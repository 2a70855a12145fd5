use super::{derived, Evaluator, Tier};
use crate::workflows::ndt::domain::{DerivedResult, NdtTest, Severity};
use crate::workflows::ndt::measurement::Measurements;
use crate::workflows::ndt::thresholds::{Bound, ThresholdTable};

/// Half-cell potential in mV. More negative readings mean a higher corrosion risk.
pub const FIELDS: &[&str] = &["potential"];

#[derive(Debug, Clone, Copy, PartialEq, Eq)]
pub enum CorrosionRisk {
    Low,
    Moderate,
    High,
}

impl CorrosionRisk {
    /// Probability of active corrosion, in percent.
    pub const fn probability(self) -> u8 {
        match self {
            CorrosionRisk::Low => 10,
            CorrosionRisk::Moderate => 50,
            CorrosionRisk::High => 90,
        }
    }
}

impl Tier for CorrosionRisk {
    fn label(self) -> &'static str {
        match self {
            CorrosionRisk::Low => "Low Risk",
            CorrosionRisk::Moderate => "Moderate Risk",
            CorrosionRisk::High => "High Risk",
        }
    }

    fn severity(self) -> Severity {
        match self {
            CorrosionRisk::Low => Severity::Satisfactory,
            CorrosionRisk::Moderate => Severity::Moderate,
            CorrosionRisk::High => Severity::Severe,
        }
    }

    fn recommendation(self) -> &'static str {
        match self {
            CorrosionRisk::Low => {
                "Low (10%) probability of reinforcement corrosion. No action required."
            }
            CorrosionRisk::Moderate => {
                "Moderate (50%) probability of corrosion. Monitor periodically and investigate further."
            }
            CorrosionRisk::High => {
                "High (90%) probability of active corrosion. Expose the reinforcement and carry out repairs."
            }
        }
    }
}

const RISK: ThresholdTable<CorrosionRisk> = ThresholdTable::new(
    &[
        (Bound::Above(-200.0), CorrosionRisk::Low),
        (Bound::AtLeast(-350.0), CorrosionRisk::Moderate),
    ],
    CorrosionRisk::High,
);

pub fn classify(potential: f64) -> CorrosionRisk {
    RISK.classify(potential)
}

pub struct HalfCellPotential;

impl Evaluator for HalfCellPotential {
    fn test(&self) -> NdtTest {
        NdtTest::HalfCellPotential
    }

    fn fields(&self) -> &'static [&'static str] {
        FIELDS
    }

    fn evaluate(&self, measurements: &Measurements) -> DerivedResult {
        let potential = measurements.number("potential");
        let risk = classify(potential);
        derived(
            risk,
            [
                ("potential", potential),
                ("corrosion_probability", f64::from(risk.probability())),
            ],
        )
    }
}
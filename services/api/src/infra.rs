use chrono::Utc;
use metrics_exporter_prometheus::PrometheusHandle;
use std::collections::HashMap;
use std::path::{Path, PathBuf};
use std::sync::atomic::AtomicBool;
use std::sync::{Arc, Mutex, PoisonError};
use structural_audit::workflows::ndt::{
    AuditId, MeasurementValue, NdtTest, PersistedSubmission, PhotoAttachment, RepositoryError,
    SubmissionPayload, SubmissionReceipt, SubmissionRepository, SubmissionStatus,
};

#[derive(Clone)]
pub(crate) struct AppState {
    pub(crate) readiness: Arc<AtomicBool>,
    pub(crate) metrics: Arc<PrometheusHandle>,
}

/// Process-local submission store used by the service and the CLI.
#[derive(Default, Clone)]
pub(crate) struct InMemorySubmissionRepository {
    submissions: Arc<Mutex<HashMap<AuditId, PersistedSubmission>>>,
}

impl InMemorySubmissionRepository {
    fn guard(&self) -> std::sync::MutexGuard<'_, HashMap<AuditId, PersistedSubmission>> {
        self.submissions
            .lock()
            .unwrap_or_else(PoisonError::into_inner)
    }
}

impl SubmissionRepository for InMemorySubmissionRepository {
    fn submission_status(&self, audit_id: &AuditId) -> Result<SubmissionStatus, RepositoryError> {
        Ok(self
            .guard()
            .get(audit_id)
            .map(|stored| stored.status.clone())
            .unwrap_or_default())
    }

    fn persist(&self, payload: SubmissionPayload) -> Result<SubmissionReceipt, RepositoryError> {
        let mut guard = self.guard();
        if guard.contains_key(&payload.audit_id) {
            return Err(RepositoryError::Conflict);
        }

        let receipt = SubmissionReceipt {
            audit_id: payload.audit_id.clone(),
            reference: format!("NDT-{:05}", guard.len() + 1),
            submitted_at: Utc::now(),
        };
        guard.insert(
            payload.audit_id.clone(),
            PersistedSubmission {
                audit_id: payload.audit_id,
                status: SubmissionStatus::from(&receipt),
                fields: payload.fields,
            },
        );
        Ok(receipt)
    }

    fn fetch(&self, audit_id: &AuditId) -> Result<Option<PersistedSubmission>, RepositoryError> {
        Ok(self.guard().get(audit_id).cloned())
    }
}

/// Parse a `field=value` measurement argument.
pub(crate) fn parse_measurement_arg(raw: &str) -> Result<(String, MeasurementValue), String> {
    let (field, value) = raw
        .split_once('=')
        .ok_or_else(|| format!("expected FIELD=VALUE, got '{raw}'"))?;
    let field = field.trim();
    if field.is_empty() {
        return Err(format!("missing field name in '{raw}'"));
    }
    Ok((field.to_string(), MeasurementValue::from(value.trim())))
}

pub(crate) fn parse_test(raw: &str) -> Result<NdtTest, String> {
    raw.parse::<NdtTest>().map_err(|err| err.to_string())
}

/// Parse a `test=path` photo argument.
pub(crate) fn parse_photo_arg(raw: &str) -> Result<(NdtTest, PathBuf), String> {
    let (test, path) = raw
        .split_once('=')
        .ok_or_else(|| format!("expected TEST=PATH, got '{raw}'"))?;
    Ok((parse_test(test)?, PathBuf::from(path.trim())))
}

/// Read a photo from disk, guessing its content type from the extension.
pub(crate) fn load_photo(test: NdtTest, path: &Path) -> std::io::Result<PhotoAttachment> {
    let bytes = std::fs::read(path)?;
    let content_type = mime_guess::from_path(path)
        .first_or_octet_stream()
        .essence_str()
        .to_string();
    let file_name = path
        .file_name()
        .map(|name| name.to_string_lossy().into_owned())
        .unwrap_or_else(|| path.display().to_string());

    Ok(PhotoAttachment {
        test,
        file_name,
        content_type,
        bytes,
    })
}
——————————
→ ACTION ITEM
Type out the material again, matching every line.

→ TASK SOLUTION
repository 2a70855a12145fd5
use super::{derived, Evaluator, Tier};
use crate::workflows::ndt::domain::{DerivedResult, NdtTest, Severity};
use crate::workflows::ndt::measurement::Measurements;
use crate::workflows::ndt::thresholds::{Bound, ThresholdTable};

/// Half-cell potential in mV. More negative readings mean a higher corrosion risk.
pub const FIELDS: &[&str] = &["potential"];

#[derive(Debug, Clone, Copy, PartialEq, Eq)]
pub enum CorrosionRisk {
    Low,
    Moderate,
    High,
}

impl CorrosionRisk {
    /// Probability of active corrosion, in percent.
    pub const fn probability(self) -> u8 {
        match self {
            CorrosionRisk::Low => 10,
            CorrosionRisk::Moderate => 50,
            CorrosionRisk::High => 90,
        }
    }
}

impl Tier for CorrosionRisk {
    fn label(self) -> &'static str {
        match self {
            CorrosionRisk::Low => "Low Risk",
            CorrosionRisk::Moderate => "Moderate Risk",
            CorrosionRisk::High => "High Risk",
        }
    }

    fn severity(self) -> Severity {
        match self {
            CorrosionRisk::Low => Severity::Satisfactory,
            CorrosionRisk::Moderate => Severity::Moderate,
            CorrosionRisk::High => Severity::Severe,
        }
    }

    fn recommendation(self) -> &'static str {
        match self {
            CorrosionRisk::Low => {
                "Low (10%) probability of reinforcement corrosion. No action required."
            }
            CorrosionRisk::Moderate => {
                "Moderate (50%) probability of corrosion. Monitor periodically and investigate further."
            }
            CorrosionRisk::High => {
                "High (90%) probability of active corrosion. Expose the reinforcement and carry out repairs."
            }
        }
    }
}

const RISK: ThresholdTable<CorrosionRisk> = ThresholdTable::new(
    &[
        (Bound::Above(-200.0), CorrosionRisk::Low),
        (Bound::AtLeast(-350.0), CorrosionRisk::Moderate),
    ],
    CorrosionRisk::High,
);

pub fn classify(potential: f64) -> CorrosionRisk {
    RISK.classify(potential)
}

pub struct HalfCellPotential;

impl Evaluator for HalfCellPotential {
    fn test(&self) -> NdtTest {
        NdtTest::HalfCellPotential
    }

    fn fields(&self) -> &'static [&'static str] {
        FIELDS
    }

    fn evaluate(&self, measurements: &Measurements) -> DerivedResult {
        let potential = measurements.number("potential");
        let risk = classify(potential);
        derived(
            risk,
            [
                ("potential", potential),
                ("corrosion_probability", f64::from(risk.probability())),
            ],
        )
    }
}
filename services/api/src/infra.rs
use chrono::Utc;
use metrics_exporter_prometheus::PrometheusHandle;
use std::collections::HashMap;
use std::path::{Path, PathBuf};
use std::sync::atomic::AtomicBool;
use std::sync::{Arc, Mutex, PoisonError};
use structural_audit::workflows::ndt::{
    AuditId, MeasurementValue, NdtTest, PersistedSubmission, PhotoAttachment, RepositoryError,
    SubmissionPayload, SubmissionReceipt, SubmissionRepository, SubmissionStatus,
};

#[derive(Clone)]
pub(crate) struct AppState {
    pub(crate) readiness: Arc<AtomicBool>,
    pub(crate) metrics: Arc<PrometheusHandle>,
}

/// Process-local submission store used by the service and the CLI.
#[derive(Default, Clone)]
pub(crate) struct InMemorySubmissionRepository {
    submissions: Arc<Mutex<HashMap<AuditId, PersistedSubmission>>>,
}

impl InMemorySubmissionRepository {
    fn guard(&self) -> std::sync::MutexGuard<'_, HashMap<AuditId, PersistedSubmission>> {
        self.submissions
            .lock()
            .unwrap_or_else(PoisonError::into_inner)
    }
}

impl SubmissionRepository for InMemorySubmissionRepository {
    fn submission_status(&self, audit_id: &AuditId) -> Result<SubmissionStatus, RepositoryError> {
        Ok(self
            .guard()
            .get(audit_id)
            .map(|stored| stored.status.clone())
            .unwrap_or_default())
    }

    fn persist(&self, payload: SubmissionPayload) -> Result<SubmissionReceipt, RepositoryError> {
        let mut guard = self.guard();
        if guard.contains_key(&payload.audit_id) {
            return Err(RepositoryError::Conflict);
        }

        let receipt = SubmissionReceipt {
            audit_id: payload.audit_id.clone(),
            reference: format!("NDT-{:05}", guard.len() + 1),
            submitted_at: Utc::now(),
        };
        guard.insert(
            payload.audit_id.clone(),
            PersistedSubmission {
                audit_id: payload.audit_id,
                status: SubmissionStatus::from(&receipt),
                fields: payload.fields,
            },
        );
        Ok(receipt)
    }

    fn fetch(&self, audit_id: &AuditId) -> Result<Option<PersistedSubmission>, RepositoryError> {
        Ok(self.guard().get(audit_id).cloned())
    }
}

/// Parse a `field=value` measurement argument.
pub(crate) fn parse_measurement_arg(raw: &str) -> Result<(String, MeasurementValue), String> {
    let (field, value) = raw
        .split_once('=')
        .ok_or_else(|| format!("expected FIELD=VALUE, got '{raw}'"))?;
    let field = field.trim();
    if field.is_empty() {
        return Err(format!("missing field name in '{raw}'"));
    }
    Ok((field.to_string(), MeasurementValue::from(value.trim())))
}

pub(crate) fn parse_test(raw: &str) -> Result<NdtTest, String> {
    raw.parse::<NdtTest>().map_err(|err| err.to_string())
}

/// Parse a `test=path` photo argument.
pub(crate) fn parse_photo_arg(raw: &str) -> Result<(NdtTest, PathBuf), String> {
    let (test, path) = raw
        .split_once('=')
        .ok_or_else(|| format!("expected TEST=PATH, got '{raw}'"))?;
    Ok((parse_test(test)?, PathBuf::from(path.trim())))
}

/// Read a photo from disk, guessing its content type from the extension.
pub(crate) fn load_photo(test: NdtTest, path: &Path) -> std::io::Result<PhotoAttachment> {
    let bytes = std::fs::read(path)?;
    let content_type = mime_guess::from_path(path)
        .first_or_octet_stream()
        .essence_str()
        .to_string();
    let file_name = path
        .file_name()
        .map(|name| name.to_string_lossy().into_owned())
        .unwrap_or_else(|| path.display().to_string());

    Ok(PhotoAttachment {
        test,
        file_name,
        content_type,
        bytes,
    })
}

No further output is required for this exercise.